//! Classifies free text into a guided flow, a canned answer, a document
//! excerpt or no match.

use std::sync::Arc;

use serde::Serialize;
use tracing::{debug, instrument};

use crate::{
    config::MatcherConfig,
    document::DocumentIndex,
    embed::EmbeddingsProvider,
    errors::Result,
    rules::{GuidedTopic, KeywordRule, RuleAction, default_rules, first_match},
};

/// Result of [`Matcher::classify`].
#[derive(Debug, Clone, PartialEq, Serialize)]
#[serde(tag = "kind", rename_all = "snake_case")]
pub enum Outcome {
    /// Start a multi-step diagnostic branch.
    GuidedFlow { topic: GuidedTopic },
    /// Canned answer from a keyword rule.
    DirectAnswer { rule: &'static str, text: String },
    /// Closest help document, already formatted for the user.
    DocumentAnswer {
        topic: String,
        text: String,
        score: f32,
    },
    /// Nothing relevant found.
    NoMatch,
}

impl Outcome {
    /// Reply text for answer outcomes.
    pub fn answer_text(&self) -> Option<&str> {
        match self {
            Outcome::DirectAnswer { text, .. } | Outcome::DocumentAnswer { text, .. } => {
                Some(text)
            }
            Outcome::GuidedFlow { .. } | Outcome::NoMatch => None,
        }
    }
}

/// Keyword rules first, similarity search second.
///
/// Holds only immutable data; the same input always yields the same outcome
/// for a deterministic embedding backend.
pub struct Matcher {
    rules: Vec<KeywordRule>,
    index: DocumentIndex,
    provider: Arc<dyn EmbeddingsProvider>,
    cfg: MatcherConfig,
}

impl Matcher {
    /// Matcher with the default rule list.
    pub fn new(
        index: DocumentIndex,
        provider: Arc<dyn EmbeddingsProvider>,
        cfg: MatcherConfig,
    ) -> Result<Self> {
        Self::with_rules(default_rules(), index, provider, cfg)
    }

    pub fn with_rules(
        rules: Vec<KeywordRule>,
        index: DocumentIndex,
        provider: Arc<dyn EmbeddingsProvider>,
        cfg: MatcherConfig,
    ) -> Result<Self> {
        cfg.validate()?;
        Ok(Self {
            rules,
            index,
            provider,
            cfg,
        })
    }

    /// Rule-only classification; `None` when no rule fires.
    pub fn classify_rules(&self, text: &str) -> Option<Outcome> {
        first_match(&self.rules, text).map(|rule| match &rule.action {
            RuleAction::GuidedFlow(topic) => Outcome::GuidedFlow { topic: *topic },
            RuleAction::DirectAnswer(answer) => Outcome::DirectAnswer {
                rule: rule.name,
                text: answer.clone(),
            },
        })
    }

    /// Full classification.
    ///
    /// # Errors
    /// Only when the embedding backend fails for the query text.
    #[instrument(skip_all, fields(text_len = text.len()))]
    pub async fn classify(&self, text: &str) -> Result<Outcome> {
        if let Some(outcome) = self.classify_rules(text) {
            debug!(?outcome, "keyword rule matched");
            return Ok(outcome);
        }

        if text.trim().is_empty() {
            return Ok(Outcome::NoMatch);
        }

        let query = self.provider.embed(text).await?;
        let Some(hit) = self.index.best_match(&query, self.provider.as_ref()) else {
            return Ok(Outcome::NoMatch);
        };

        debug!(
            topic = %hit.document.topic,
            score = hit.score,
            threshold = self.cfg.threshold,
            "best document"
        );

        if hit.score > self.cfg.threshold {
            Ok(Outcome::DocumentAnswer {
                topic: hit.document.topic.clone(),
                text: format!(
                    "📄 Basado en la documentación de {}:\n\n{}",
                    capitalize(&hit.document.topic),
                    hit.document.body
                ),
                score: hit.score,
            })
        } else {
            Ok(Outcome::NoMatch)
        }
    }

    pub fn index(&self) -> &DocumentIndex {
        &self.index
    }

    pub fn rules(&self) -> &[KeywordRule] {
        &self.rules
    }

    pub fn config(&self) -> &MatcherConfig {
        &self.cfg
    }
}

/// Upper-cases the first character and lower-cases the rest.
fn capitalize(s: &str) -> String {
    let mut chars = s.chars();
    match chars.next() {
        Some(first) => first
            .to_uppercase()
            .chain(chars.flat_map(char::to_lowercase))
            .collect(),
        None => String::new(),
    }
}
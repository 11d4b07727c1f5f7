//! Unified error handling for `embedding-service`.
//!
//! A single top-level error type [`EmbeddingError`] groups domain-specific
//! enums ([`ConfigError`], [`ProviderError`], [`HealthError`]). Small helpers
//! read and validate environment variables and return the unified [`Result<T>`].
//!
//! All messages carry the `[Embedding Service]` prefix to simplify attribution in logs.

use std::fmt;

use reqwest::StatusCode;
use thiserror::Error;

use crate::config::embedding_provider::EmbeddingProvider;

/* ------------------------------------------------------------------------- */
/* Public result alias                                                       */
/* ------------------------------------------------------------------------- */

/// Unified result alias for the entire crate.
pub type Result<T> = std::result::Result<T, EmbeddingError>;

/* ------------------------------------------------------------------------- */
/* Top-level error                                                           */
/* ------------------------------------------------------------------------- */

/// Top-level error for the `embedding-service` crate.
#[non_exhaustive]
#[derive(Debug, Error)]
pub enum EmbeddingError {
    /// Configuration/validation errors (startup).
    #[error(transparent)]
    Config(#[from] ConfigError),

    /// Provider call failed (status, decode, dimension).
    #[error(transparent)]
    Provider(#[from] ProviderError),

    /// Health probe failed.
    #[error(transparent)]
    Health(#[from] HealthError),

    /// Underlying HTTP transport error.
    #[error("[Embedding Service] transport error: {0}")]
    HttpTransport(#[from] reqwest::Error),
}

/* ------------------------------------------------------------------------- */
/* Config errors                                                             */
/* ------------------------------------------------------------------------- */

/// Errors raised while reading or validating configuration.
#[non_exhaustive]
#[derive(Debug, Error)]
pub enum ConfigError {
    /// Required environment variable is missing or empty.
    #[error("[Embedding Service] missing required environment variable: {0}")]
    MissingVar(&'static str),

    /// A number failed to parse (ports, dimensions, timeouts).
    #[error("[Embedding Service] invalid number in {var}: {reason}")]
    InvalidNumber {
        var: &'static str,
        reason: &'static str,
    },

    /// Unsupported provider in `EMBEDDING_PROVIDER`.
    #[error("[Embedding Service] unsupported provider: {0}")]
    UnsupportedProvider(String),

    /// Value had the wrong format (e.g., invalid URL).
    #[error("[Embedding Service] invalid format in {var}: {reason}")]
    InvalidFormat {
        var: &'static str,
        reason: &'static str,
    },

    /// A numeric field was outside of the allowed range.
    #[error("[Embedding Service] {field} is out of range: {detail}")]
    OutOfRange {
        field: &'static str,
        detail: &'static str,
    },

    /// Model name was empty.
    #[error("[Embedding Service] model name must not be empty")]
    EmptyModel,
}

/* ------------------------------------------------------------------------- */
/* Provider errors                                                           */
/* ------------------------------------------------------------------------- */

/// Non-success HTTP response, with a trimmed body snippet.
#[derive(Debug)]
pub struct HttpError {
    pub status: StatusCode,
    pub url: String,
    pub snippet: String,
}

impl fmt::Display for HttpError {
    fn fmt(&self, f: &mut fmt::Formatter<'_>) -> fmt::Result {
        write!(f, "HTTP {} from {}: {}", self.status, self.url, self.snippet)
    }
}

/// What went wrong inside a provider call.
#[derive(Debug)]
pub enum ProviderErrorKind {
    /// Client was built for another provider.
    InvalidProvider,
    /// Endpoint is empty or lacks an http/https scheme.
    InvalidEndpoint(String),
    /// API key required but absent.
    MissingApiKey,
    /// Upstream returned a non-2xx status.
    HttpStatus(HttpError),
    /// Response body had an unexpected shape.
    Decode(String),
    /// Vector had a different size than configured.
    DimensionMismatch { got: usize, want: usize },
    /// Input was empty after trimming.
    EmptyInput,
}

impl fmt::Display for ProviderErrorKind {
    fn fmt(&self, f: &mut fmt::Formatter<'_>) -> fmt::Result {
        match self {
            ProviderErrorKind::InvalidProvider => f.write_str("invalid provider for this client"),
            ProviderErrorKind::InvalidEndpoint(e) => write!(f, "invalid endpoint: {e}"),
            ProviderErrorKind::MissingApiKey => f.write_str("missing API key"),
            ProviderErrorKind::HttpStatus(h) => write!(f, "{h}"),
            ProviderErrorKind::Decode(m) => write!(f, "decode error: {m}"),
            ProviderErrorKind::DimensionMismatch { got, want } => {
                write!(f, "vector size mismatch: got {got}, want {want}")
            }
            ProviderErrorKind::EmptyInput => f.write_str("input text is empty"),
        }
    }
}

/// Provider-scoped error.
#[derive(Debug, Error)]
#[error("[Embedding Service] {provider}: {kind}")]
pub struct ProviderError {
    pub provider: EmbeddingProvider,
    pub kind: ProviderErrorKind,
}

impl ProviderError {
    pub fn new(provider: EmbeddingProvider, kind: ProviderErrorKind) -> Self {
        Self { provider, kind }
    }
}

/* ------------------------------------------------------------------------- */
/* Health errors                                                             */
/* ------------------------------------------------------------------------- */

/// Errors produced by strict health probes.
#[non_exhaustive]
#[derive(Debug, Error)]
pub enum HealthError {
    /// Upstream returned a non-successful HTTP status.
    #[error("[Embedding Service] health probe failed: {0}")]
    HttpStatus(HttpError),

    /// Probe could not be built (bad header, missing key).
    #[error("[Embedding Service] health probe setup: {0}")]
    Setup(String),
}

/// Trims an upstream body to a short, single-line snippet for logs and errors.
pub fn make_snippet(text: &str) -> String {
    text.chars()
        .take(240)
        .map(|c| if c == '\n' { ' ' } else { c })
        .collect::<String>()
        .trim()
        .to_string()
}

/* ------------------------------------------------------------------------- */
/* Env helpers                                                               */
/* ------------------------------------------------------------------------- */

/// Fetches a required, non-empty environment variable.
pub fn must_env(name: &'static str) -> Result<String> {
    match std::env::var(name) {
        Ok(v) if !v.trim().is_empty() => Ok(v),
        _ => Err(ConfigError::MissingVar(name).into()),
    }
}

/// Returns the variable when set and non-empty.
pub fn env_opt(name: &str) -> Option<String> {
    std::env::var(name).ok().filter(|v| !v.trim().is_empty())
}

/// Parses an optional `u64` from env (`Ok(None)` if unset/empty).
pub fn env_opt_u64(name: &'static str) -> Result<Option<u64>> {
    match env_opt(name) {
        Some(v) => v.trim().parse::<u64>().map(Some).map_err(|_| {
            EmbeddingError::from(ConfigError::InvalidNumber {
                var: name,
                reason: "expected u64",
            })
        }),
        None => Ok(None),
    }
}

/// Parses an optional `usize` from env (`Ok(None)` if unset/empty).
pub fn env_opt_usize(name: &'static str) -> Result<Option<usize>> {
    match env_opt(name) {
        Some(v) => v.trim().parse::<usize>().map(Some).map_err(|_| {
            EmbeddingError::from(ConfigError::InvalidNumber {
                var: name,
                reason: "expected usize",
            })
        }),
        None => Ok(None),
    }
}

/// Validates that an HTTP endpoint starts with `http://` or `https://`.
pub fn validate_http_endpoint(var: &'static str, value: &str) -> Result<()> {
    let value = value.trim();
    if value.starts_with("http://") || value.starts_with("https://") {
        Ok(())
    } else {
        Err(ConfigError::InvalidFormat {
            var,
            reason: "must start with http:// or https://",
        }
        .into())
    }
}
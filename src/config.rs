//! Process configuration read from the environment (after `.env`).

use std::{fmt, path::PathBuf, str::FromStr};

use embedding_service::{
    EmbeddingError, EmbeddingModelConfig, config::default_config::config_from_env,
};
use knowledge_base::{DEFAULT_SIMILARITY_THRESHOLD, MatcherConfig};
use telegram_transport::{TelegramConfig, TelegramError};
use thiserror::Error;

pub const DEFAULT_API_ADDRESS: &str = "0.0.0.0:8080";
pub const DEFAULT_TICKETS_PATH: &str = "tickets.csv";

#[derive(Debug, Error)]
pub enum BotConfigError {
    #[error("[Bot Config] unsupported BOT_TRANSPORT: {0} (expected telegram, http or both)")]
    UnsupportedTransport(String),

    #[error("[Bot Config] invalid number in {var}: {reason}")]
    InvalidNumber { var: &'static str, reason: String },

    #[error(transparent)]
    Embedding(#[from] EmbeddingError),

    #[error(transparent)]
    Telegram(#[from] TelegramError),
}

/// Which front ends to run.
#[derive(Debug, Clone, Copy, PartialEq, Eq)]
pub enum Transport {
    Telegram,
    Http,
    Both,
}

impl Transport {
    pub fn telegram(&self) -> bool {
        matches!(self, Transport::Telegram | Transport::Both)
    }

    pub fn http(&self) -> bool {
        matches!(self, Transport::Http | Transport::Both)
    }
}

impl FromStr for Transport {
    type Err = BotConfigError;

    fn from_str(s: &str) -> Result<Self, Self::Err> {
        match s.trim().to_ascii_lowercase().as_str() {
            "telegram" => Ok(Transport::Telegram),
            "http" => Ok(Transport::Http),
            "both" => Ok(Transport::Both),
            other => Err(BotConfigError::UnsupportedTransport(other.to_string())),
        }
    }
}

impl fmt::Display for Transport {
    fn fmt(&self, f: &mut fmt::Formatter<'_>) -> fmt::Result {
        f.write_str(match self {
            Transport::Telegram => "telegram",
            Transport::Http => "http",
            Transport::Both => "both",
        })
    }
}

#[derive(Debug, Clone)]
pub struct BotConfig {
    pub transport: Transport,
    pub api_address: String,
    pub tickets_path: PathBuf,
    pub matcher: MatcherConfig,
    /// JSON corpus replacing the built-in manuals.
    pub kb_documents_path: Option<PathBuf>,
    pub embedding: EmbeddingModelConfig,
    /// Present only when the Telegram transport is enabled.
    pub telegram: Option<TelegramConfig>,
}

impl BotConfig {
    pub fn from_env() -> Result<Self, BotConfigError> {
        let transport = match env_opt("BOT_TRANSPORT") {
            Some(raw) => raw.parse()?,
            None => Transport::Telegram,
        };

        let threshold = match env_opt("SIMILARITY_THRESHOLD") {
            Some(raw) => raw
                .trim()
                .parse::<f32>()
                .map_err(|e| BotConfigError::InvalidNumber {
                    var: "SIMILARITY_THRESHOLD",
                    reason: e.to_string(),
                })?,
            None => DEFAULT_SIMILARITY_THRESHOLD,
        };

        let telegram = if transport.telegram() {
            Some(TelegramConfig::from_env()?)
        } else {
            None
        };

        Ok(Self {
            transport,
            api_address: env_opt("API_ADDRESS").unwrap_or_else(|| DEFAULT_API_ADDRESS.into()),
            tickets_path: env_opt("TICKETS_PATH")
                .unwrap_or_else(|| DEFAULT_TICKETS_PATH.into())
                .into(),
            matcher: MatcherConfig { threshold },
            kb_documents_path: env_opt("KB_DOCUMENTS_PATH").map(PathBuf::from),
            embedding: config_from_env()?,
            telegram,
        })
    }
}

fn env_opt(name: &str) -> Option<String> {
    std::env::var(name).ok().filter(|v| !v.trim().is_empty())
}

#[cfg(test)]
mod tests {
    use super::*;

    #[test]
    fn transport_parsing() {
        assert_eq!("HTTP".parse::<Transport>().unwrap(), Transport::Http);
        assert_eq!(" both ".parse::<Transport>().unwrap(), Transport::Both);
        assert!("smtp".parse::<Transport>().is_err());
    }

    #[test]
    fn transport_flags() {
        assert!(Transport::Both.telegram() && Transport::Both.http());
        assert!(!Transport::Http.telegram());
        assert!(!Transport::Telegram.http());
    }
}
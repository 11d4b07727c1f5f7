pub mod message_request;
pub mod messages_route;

* Work instructions
Exactly as they stand, please print the lines from the first line of the records above down to the line that includes "pub struct Matcher", both of those included and no others.

* Response box
//! Classifies free text into a guided flow, a canned answer, a document
//! excerpt or no match.

use std::sync::Arc;

use serde::Serialize;
use tracing::{debug, instrument};

use crate::{
    config::MatcherConfig,
    document::DocumentIndex,
    embed::EmbeddingsProvider,
    errors::Result,
    rules::{GuidedTopic, KeywordRule, RuleAction, default_rules, first_match},
};

/// Result of [`Matcher::classify`].
#[derive(Debug, Clone, PartialEq, Serialize)]
#[serde(tag = "kind", rename_all = "snake_case")]
pub enum Outcome {
    /// Start a multi-step diagnostic branch.
    GuidedFlow { topic: GuidedTopic },
    /// Canned answer from a keyword rule.
    DirectAnswer { rule: &'static str, text: String },
    /// Closest help document, already formatted for the user.
    DocumentAnswer {
        topic: String,
        text: String,
        score: f32,
    },
    /// Nothing relevant found.
    NoMatch,
}

impl Outcome {
    /// Reply text for answer outcomes.
    pub fn answer_text(&self) -> Option<&str> {
        match self {
            Outcome::DirectAnswer { text, .. } | Outcome::DocumentAnswer { text, .. } => {
                Some(text)
            }
            Outcome::GuidedFlow { .. } | Outcome::NoMatch => None,
        }
    }
}

/// Keyword rules first, similarity search second.
///
/// Holds only immutable data; the same input always yields the same outcome
/// for a deterministic embedding backend.
pub struct Matcher {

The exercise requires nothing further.